The employment picture remains the big question. The Economic Development Department reports San Diego has lost 113,700 jobs since December 2007.

Without a strong recovery, it could take a long time to refill spaces vacated during the recession.

Whether the space being considered is office, industrial or retail, different brokerages and research firms disagree as to how much net absorption occurred in any given quarter. All seem to agree, however, there are plenty of empties.

In the office market, while there was plenty of gross leasing activity, much of this leasing tended to be tenants moving from one building to another. Nokia for example, which had about 200,000 square feet in the Scripps Northridge campus overlooking Scripps Ranch, went into a similarly sized space this fall at the Summit in Rancho Bernardo.

CoStar, which many of the brokerages use, pegged the Interstate 15 Corridor's Class A vacancy at 17.1 percent with 774,669 square feet available at the end of the third quarter.

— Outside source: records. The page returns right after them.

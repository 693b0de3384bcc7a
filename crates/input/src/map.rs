//! Key mapping from terminal events to session commands.

use crate::types::{DebugCommand, GameAction};
use crossterm::event::{KeyCode, KeyEvent, KeyModifiers};

/// What a key press asks the session to do
#[derive(Debug, Clone, Copy, PartialEq, Eq, Hash)]
pub enum InputCommand {
    Game(GameAction),
    Start,
    TogglePause,
    Reset,
    ToggleDebug,
    Debug(DebugCommand),
}

/// Map keyboard input to a session command.
///
/// Ctrl-modified keys are left to [`should_quit`] and otherwise ignored.
pub fn handle_key_event(key: KeyEvent) -> Option<InputCommand> {
    if key.modifiers.contains(KeyModifiers::CONTROL) {
        return None;
    }

    let action = match key.code {
        // Movement
        KeyCode::Left | KeyCode::Char('h') | KeyCode::Char('H') | KeyCode::Char('a') | KeyCode::Char('A') => {
            GameAction::MoveLeft
        }
        KeyCode::Right | KeyCode::Char('l') | KeyCode::Char('L') | KeyCode::Char('d') | KeyCode::Char('D') => {
            GameAction::MoveRight
        }
        // Down moves toward the lock edge, which is the top of the screen.
        KeyCode::Down | KeyCode::Char('j') | KeyCode::Char('J') | KeyCode::Char('s') | KeyCode::Char('S') => {
            GameAction::MoveTowardLock
        }

        // Rotation
        KeyCode::Up
        | KeyCode::Char('k')
        | KeyCode::Char('K')
        | KeyCode::Char('w')
        | KeyCode::Char('W') => GameAction::Rotate,

        KeyCode::Char(' ') => GameAction::HardDrop,

        // Lifecycle
        KeyCode::Enter => return Some(InputCommand::Start),
        KeyCode::Char('p') | KeyCode::Char('P') => return Some(InputCommand::TogglePause),
        KeyCode::Char('r') | KeyCode::Char('R') => return Some(InputCommand::Reset),

        // Debug
        KeyCode::F(1) | KeyCode::Char('`') => return Some(InputCommand::ToggleDebug),
        KeyCode::Char('f') | KeyCode::Char('F') => {
            return Some(InputCommand::Debug(DebugCommand::FillTestRows))
        }
        KeyCode::Char('g') | KeyCode::Char('G') => {
            return Some(InputCommand::Debug(DebugCommand::FillRandomPattern))
        }
        KeyCode::Char('c') | KeyCode::Char('C') => {
            return Some(InputCommand::Debug(DebugCommand::TriggerLineClear))
        }

        _ => return None,
    };
    Some(InputCommand::Game(action))
}

/// Check if key should quit the game.
pub fn should_quit(key: KeyEvent) -> bool {
    matches!(key.code, KeyCode::Char('q') | KeyCode::Char('Q'))
        || (key.code == KeyCode::Char('c') && key.modifiers.contains(KeyModifiers::CONTROL))
}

The Class B space was 18.5 percent in the third quarter. That translated into more than 1.2 million square feet of vacant space. If 286,000 square feet of Class C space is added to the mix, it totals about 2.25 million square feet of empty space.

Cassidy Turley BRE Commercial found that Carlsbad had a 31.4 percent availability rate out of a 4.03 million-square-foot submarket in the third quarter. Given such vacancy, it appears concessions will be common for many months, if not years to come.

Although some reports say there is as much as 1.8 million square feet of vacant office space available in downtown San Diego, CB Richard Ellis put the total at about 1.57 million. Either way, it could be several years before a new speculative office building is justified downtown.

Industrial vacancies comfortably in the single digits three years ago have crept into the low double-digit levels. While most submarkets are still relatively strong, others, such as Otay Mesa, where roughly 3.5 million square feet of space is still unspoken for, are still going begging.

The retail sector, meanwhile, faces countywide average retail vacancy of 6 percent to 8 percent -- virtually double the rate three years ago.

Hotels as an asset class fare even worse. Some, such as the W in downtown San Diego, have been given back to their lenders. Others such as the Holiday Inn on First Avenue are going through foreclosure, while others such as the Park Hyatt (former Four Seasons) Aviara are more than 90 days delinquent on their loans.

Hotel industry watchers aren't totally bleak in their assessments, however. The precipitous drop in RevPAR (revenue per available room) seems to have stabilized, and occupancies have been improving of late.

There seems to be universal agreement that apartments are the most favored asset class in San Diego County. Rents have only dipped slightly in three years here and the vacancies have been consistently at or less than 5 percent for most of the past several years.